Ao longo dos episódios a série estabelece um curioso paralelo entre Wellick e Elliot: ambos parecem extraterrestres – e Wallstrom consegue até superar Malek em alguns momentos no quesito esquisitice – mas estão de lados opostos do espectro social. Wellick é bem sucedido, trabalha para a Evil Corp e logo de cara diz a inesquecível fala: “Dê a um homem uma arma e ele roubará um banco. Dê a homem um banco e ele roubará o mundo”. Ao longo da temporada, seu destino se torna ligado ao de Elliot, mas até chegarmos a esse ponto ficamos sem saber por que estamos acompanhando esse sujeito instável e sua esposa (Stephanie Corneliussen), outra personagem que parece uma androide irreal.

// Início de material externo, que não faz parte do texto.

//! JSON-object payloads
//!
//! Numeric fields are coerced: numbers and numeric strings are accepted,
//! anything else becomes 0 and adds a [`DecodeWarning`]. One bad field never
//! blocks the reading.

use chrono::NaiveDateTime;
use serde_json::{Map, Value};

use super::error::DecodeError;
use super::{
    Decoded, DecodeWarning, DecodedEvent, PayloadFormat, ProbeSighting, RfTransmission,
    RoomReading,
};

type Object = Map<String, Value>;

pub(super) fn parse_object(text: &str) -> Result<Object, DecodeError> {
    match serde_json::from_str::<Value>(text) {
        Ok(Value::Object(object)) => Ok(object),
        Ok(_) => Err(DecodeError::NotAnObject),
        Err(e) => Err(DecodeError::MalformedJson(e.to_string())),
    }
}

fn lookup<'a>(object: &'a Object, names: &[&str]) -> Option<&'a Value> {
    names
        .iter()
        .find_map(|name| object.get(*name))
        .filter(|value| !value.is_null())
}

fn number(object: &Object, names: &[&str], warnings: &mut Vec<DecodeWarning>) -> f64 {
    let parsed = match lookup(object, names) {
        Some(Value::Number(n)) => n.as_f64(),
        Some(Value::String(s)) => s.trim().parse::<f64>().ok(),
        Some(_) => None,
        None => {
            warnings.push(DecodeWarning::missing(names[0]));
            return 0.0;
        }
    };

    match parsed.filter(|v| v.is_finite()) {
        Some(value) => value,
        None => {
            warnings.push(DecodeWarning::not_numeric(names[0]));
            0.0
        }
    }
}

fn integer(object: &Object, names: &[&str], warnings: &mut Vec<DecodeWarning>) -> i64 {
    let parsed = match lookup(object, names) {
        Some(Value::Number(n)) => n.as_i64().or_else(|| n.as_f64().map(|f| f as i64)),
        Some(Value::String(s)) => {
            let s = s.trim();
            s.parse::<i64>()
                .ok()
                .or_else(|| s.parse::<f64>().ok().filter(|f| f.is_finite()).map(|f| f as i64))
        }
        Some(_) => None,
        None => {
            warnings.push(DecodeWarning::missing(names[0]));
            return 0;
        }
    };

    parsed.unwrap_or_else(|| {
        warnings.push(DecodeWarning::not_numeric(names[0]));
        0
    })
}

fn text(object: &Object, names: &[&str]) -> Option<String> {
    match lookup(object, names)? {
        Value::String(s) => Some(s.clone()),
        other => Some(other.to_string()),
    }
}

fn required_text(object: &Object, names: &[&str], warnings: &mut Vec<DecodeWarning>) -> String {
    text(object, names).unwrap_or_else(|| {
        warnings.push(DecodeWarning::missing(names[0]));
        String::new()
    })
}

pub(super) fn room_reading(payload: &str) -> Result<Decoded, DecodeError> {
    let object = parse_object(payload)?;
    let mut warnings = Vec::new();

    let reading = RoomReading {
        temperature: number(&object, &["temperature"], &mut warnings),
        humidity: number(&object, &["humidity"], &mut warnings),
        pressure: number(&object, &["pressure"], &mut warnings),
        brightness: if lookup(&object, &["brightness"]).is_some() {
            number(&object, &["brightness"], &mut warnings)
        } else {
            0.0
        },
        format: PayloadFormat::Json,
    };

    Ok(Decoded::with_warnings(
        DecodedEvent::RoomReading(reading),
        warnings,
    ))
}

fn non_negative(value: i64, field: &str, warnings: &mut Vec<DecodeWarning>) -> i64 {
    if value < 0 {
        warnings.push(DecodeWarning::new(field, "negative value replaced by 0"));
        0
    } else {
        value
    }
}

/// Largest code width a `u64` decimal can carry
const MAX_CODE_BITS: u32 = u64::BITS;

fn bounded_u32(value: i64, field: &str, max: u32, warnings: &mut Vec<DecodeWarning>) -> u32 {
    let value = non_negative(value, field, warnings);
    match u32::try_from(value) {
        Ok(value) if value <= max => value,
        _ => {
            warnings.push(DecodeWarning::new(
                field,
                format!("{} exceeds {} and was replaced by 0", value, max),
            ));
            0
        }
    }
}

pub(super) fn rf_transmission(payload: &str) -> Result<Decoded, DecodeError> {
    let object = parse_object(payload)?;
    let mut warnings = Vec::new();

    let decimal = integer(&object, &["decimal", "code"], &mut warnings);
    let decimal = non_negative(decimal, "decimal", &mut warnings) as u64;
    let bits = integer(&object, &["bits", "bitlength", "length"], &mut warnings);
    let bits = bounded_u32(bits, "bits", MAX_CODE_BITS, &mut warnings);
    let pulse_length = integer(&object, &["pulselength", "pulse_length"], &mut warnings);
    let pulse_length = bounded_u32(pulse_length, "pulselength", u32::MAX, &mut warnings);
    let protocol = integer(&object, &["protocol"], &mut warnings);
    let protocol = bounded_u32(protocol, "protocol", u32::MAX, &mut warnings);

    let binary = text(&object, &["binary"])
        .unwrap_or_else(|| format!("{:0width$b}", decimal, width = bits as usize));

    Ok(Decoded::with_warnings(
        DecodedEvent::RfTransmission(RfTransmission {
            decimal,
            bits,
            binary,
            pulse_length,
            protocol,
        }),
        warnings,
    ))
}

pub(super) fn probe_sighting(payload: &str) -> Result<Decoded, DecodeError> {
    let object = parse_object(payload)?;
    let mut warnings = Vec::new();

    let time = match text(&object, &["time"]) {
        Some(raw) => match raw.trim().parse::<NaiveDateTime>() {
            Ok(time) => Some(time),
            Err(_) => {
                warnings.push(DecodeWarning::new("time", format!("unparsable timestamp '{}'", raw)));
                None
            }
        },
        None => {
            warnings.push(DecodeWarning::missing("time"));
            None
        }
    };

    let ssid = required_text(&object, &["ssid"], &mut warnings);
    let ssid_uppercase = text(&object, &["uppercaseSSID", "ssid_upper"])
        .unwrap_or_else(|| ssid.to_uppercase());

    let sighting = ProbeSighting {
        time,
        mac: required_text(&object, &["macaddress", "mac"], &mut warnings),
        vendor: required_text(&object, &["make", "vendor"], &mut warnings),
        ssid,
        ssid_uppercase,
        rssi: integer(&object, &["rssi"], &mut warnings),
    };

    Ok(Decoded::with_warnings(
        DecodedEvent::ProbeSighting(sighting),
        warnings,
    ))
}

#[cfg(test)]
mod tests {
    use super::*;

    #[test]
    fn room_reading_accepts_numeric_strings() {
        let decoded =
            room_reading(r#"{"temperature":"21.5","humidity":"40","pressure":"1012"}"#).unwrap();
        assert!(decoded.warnings.is_empty());
        match decoded.event {
            DecodedEvent::RoomReading(r) => {
                assert_eq!(r.temperature, 21.5);
                assert_eq!(r.humidity, 40.0);
                assert_eq!(r.pressure, 1012.0);
                assert_eq!(r.brightness, 0.0);
                assert_eq!(r.format, PayloadFormat::Json);
            }
            other => panic!("unexpected event {:?}", other),
        }
    }

    #[test]
    fn room_reading_coerces_bad_fields_to_zero() {
        let decoded =
            room_reading(r#"{"temperature":"warm","humidity":41.2,"brightness":[1]}"#).unwrap();
        let fields: Vec<&str> = decoded.warnings.iter().map(|w| w.field.as_str()).collect();
        assert_eq!(fields, vec!["temperature", "pressure", "brightness"]);
        match decoded.event {
            DecodedEvent::RoomReading(r) => {
                assert_eq!(r.temperature, 0.0);
                assert_eq!(r.humidity, 41.2);
                assert_eq!(r.pressure, 0.0);
                assert_eq!(r.brightness, 0.0);
            }
            other => panic!("unexpected event {:?}", other),
        }
    }

    #[test]
    fn non_object_json_is_rejected() {
        assert_eq!(room_reading("[1,2]").unwrap_err(), DecodeError::NotAnObject);
        assert!(matches!(
            room_reading("{\"temperature\":"),
            Err(DecodeError::MalformedJson(_))
        ));
    }

    #[test]
    fn rf_transmission_derives_binary_when_absent() {
        let decoded = rf_transmission(
            r#"{"decimal":1134929,"bitlength":"24","pulselength":350,"protocol":1}"#,
        )
        .unwrap();
        match decoded.event {
            DecodedEvent::RfTransmission(rf) => {
                assert_eq!(rf.decimal, 1134929);
                assert_eq!(rf.bits, 24);
                assert_eq!(rf.binary, "000100010101000101010001");
                assert_eq!(rf.pulse_length, 350);
                assert_eq!(rf.protocol, 1);
            }
            other => panic!("unexpected event {:?}", other),
        }
        assert!(decoded.warnings.is_empty());
    }

    #[test]
    fn rf_transmission_rejects_oversized_bit_counts() {
        let decoded = rf_transmission(r#"{"decimal":5,"bits":70000}"#).unwrap();
        match &decoded.event {
            DecodedEvent::RfTransmission(rf) => {
                assert_eq!(rf.bits, 0);
                assert_eq!(rf.binary, "101");
            }
            other => panic!("unexpected event {:?}", other),
        }
        let fields: Vec<&str> = decoded.warnings.iter().map(|w| w.field.as_str()).collect();
        assert_eq!(fields, vec!["bits", "pulselength", "protocol"]);
    }

    #[test]
    fn rf_transmission_never_truncates_values_above_u32() {
        let decoded = rf_transmission(
            r#"{"decimal":5,"bits":4294967299,"pulselength":4294967299,"protocol":1}"#,
        )
        .unwrap();
        match &decoded.event {
            DecodedEvent::RfTransmission(rf) => {
                assert_eq!(rf.bits, 0);
                assert_eq!(rf.pulse_length, 0);
                assert_eq!(rf.protocol, 1);
            }
            other => panic!("unexpected event {:?}", other),
        }
        let fields: Vec<&str> = decoded.warnings.iter().map(|w| w.field.as_str()).collect();
        assert_eq!(fields, vec!["bits", "pulselength"]);
    }

    #[test]
    fn probe_sighting_keeps_fields_and_tolerates_bad_time() {
        let decoded = probe_sighting(
            r#"{"time":"yesterday","macaddress":"AA:BB","make":"Acme","ssid":"net","rssi":"-61"}"#,
        )
        .unwrap();
        match decoded.event {
            DecodedEvent::ProbeSighting(p) => {
                assert_eq!(p.time, None);
                assert_eq!(p.ssid_uppercase, "NET");
                assert_eq!(p.rssi, -61);
            }
            other => panic!("unexpected event {:?}", other),
        }
        assert_eq!(decoded.warnings.len(), 1);
        assert_eq!(decoded.warnings[0].field, "time");
    }
}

No entanto, Esmail ainda guarda mais um pouco de desorientação para o espectador nos episódios finais. É quando o relacionamento entre Elliot e o misterioso Mr. Robot (interpretado com vigor por Christian Slater, um ator que já parecia ter sido esquecido e aqui retorna com força) chega ao ápice. Há uma reviravolta nestes episódios, uma que não é tão difícil de adivinhar caso o espectador preste atenção – e Esmail faz até homenagens criativas a um famoso filme do final dos anos 1990 que fez uso de uma reviravolta parecida.

Porém, mais interessante que a reviravolta é o que Esmail faz com ela no episódio final, capaz de deixar o público coçando a cabeça até a chegada da segunda temporada. Mr. Robot não é moralista e nem a favor do sistema, pelo contrário: nós e os seus personagens nos divertimos com o caos provocado pelos hackers. Mas ao mesmo tempo, seus roteiros inteligentemente perguntam: “Depois do fim do sistema, e aí?”. Elliot não tem uma resposta para essa pergunta, até mesmo porque para ele essa história não é real, assim como nós, as pessoas para quem ele a está contando. O maior feito dos criadores de Mr. Robot é o de hackear a mente do espectador: o estranho vira familiar, o fim do mundo vira diversão e viramos os amigos imaginários de um personagem fictício.